This is one of the tags lines I heard from the T-Mobile crew in Richmond, VA a few years back at VA Pride. At the time my cellular carrier was Verizon Wireless, and while I wasn’t really happy with their service, they had yet to screw over my bill and service to such a degree that I was ready to change carriers. 

It really wasn’t too long before that happened. Verizon Wireless was billing me for “background data” that I was unable to turn off and was told it was just something that happened because I wasn’t connected to wifi or some other form of internet all the time. 

So I switched to T-Mobile. 

I put a down-payment on two phones that were supposed to be “free”, but because I didn’t qualify for their free phones I had to pay upfront and they would “reimburse” me. Yeah, right. Some of the time I get the credits to my account like I’m supposed to and some of the time I don’t. It’s like a game of Russian roulette, except instead instead of a bullet I just got an elevated phone bill. The difference was only about $20 and while it was pretty annoying, it really wasn’t that bad of an issues. 

Then I had to spend some time in Arkansas. 

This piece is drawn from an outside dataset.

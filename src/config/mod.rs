// src/config/mod.rs
pub mod consts;
pub mod options;
pub mod state;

In late September of 2016, we moved to Arkansas and in December we found ourselves in Springdale, Arkansas. While staying in Springdale we noticed that when we were not connected to Wi-Fi both my phone and my wife’s phone had absolutely no data service. We had full bars of 4G LTE signal according to both of our phones and we could make calls and text without an issues, just absolutely no data. Around December 21st after having dealt with this for over two weeks my wife called T-Mobile customer service and asked for tech support. In the end tech support diagnosed the issue as  problem with the cell tower near Springdale that our phones were using for service. We were told that the issue would be resolved within 72 hours and we would receive a callback when it was completed as well as be compensated for the fact that we were paying for data service and not receiving it. 

Neither the call back, nor compensation ever happened. 

In fact, when we left Arkansas for New York in the end of January, a month after placing the call, we still had no data service when our phones were connected to the Springdale tower. This was a month that we were billed for data when half the time we had to have our phones connected to wi-fi in order to access the internet. 

After moving to New York, I wanted to change to an iPhone because I was honestly at my wits end with my Samsung phone, and we needed to change our phone numbers to a local number. We were told the it would cost $15.00 per line to change our numbers, even though “Pay in Advance” customers aren’t charged this fee. This of course was a lie. It ended up costing us over $17.00 per line to change to a local phone number. While two or three dollars per line isn’t that much, it’s not the price that makes me angry, it’s the fact that I was blatantly lied to. Even on T-Mobile’s website it states the fee for changing your phone number is $15.00 not $15.00 plus tax. 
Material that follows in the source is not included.